TASK OBJECTIVE — Please copy the leading lines of the entries below exactly, concluding with the line in which "pub use row::Row;" occurs.

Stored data

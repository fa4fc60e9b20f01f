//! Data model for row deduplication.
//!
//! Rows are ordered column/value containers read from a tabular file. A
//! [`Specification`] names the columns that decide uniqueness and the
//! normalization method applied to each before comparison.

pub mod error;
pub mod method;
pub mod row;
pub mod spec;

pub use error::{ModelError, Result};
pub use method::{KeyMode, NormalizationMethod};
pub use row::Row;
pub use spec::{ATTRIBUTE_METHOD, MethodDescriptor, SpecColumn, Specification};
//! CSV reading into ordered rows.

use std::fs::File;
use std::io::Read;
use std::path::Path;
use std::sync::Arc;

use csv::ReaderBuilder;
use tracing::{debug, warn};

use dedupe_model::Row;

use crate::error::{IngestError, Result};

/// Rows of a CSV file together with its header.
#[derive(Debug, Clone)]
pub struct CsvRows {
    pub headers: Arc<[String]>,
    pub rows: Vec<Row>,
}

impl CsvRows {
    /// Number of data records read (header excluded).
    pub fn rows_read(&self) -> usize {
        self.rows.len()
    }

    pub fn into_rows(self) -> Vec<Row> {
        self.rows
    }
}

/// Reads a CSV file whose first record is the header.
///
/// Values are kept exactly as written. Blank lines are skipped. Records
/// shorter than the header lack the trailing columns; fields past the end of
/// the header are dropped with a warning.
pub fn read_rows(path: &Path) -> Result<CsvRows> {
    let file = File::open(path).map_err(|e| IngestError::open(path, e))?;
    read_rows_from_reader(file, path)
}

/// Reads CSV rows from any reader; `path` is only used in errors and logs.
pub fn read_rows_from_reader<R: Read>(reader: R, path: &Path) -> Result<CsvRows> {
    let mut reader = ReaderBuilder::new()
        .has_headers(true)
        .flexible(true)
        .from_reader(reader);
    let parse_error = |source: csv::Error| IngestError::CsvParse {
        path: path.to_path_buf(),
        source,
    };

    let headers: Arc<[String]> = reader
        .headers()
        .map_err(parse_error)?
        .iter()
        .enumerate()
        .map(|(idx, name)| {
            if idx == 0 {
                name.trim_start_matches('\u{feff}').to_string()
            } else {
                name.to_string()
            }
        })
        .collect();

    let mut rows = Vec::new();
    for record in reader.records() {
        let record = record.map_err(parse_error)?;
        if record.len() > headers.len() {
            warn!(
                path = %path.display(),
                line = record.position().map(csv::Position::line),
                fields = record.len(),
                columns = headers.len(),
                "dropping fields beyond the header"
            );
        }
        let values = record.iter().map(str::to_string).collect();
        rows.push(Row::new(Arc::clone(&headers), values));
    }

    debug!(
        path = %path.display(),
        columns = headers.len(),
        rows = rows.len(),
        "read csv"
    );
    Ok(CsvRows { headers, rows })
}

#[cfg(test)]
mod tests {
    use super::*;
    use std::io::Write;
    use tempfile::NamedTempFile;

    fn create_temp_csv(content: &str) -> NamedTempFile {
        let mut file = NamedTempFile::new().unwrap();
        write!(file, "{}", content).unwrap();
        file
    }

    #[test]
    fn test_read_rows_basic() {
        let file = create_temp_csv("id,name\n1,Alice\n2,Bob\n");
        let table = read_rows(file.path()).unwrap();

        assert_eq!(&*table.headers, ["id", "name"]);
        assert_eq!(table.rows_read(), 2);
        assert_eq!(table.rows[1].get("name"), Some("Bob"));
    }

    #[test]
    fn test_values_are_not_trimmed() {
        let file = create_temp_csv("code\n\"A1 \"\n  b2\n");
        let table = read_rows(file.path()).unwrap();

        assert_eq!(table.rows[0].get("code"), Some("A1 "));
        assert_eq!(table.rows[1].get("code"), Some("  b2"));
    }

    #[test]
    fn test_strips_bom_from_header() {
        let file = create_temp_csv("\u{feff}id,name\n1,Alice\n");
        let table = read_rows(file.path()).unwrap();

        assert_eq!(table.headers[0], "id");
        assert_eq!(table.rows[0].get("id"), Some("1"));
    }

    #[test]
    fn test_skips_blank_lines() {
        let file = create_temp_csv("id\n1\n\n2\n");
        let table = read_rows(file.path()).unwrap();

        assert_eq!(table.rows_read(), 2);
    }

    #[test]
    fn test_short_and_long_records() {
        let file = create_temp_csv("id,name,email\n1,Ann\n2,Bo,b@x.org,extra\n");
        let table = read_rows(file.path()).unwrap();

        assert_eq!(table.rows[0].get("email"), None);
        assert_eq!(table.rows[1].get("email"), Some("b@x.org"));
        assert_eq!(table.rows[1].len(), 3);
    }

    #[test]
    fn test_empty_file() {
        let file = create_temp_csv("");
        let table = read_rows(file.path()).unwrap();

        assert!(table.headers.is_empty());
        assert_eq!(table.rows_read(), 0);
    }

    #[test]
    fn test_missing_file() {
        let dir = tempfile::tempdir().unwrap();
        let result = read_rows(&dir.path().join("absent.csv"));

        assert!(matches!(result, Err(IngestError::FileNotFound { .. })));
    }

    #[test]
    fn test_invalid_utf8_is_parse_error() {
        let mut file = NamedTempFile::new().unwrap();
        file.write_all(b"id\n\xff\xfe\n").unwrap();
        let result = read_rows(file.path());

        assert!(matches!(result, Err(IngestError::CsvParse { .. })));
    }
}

RESULT BELOW —
repository fa4fc60e9b20f01f
//! Data model for row deduplication.
//!
//! Rows are ordered column/value containers read from a tabular file. A
//! [`Specification`] names the columns that decide uniqueness and the
//! normalization method applied to each before comparison.

pub mod error;
pub mod method;
pub mod row;
pub mod spec;

pub use error::{ModelError, Result};
pub use method::{KeyMode, NormalizationMethod};
pub use row::Row;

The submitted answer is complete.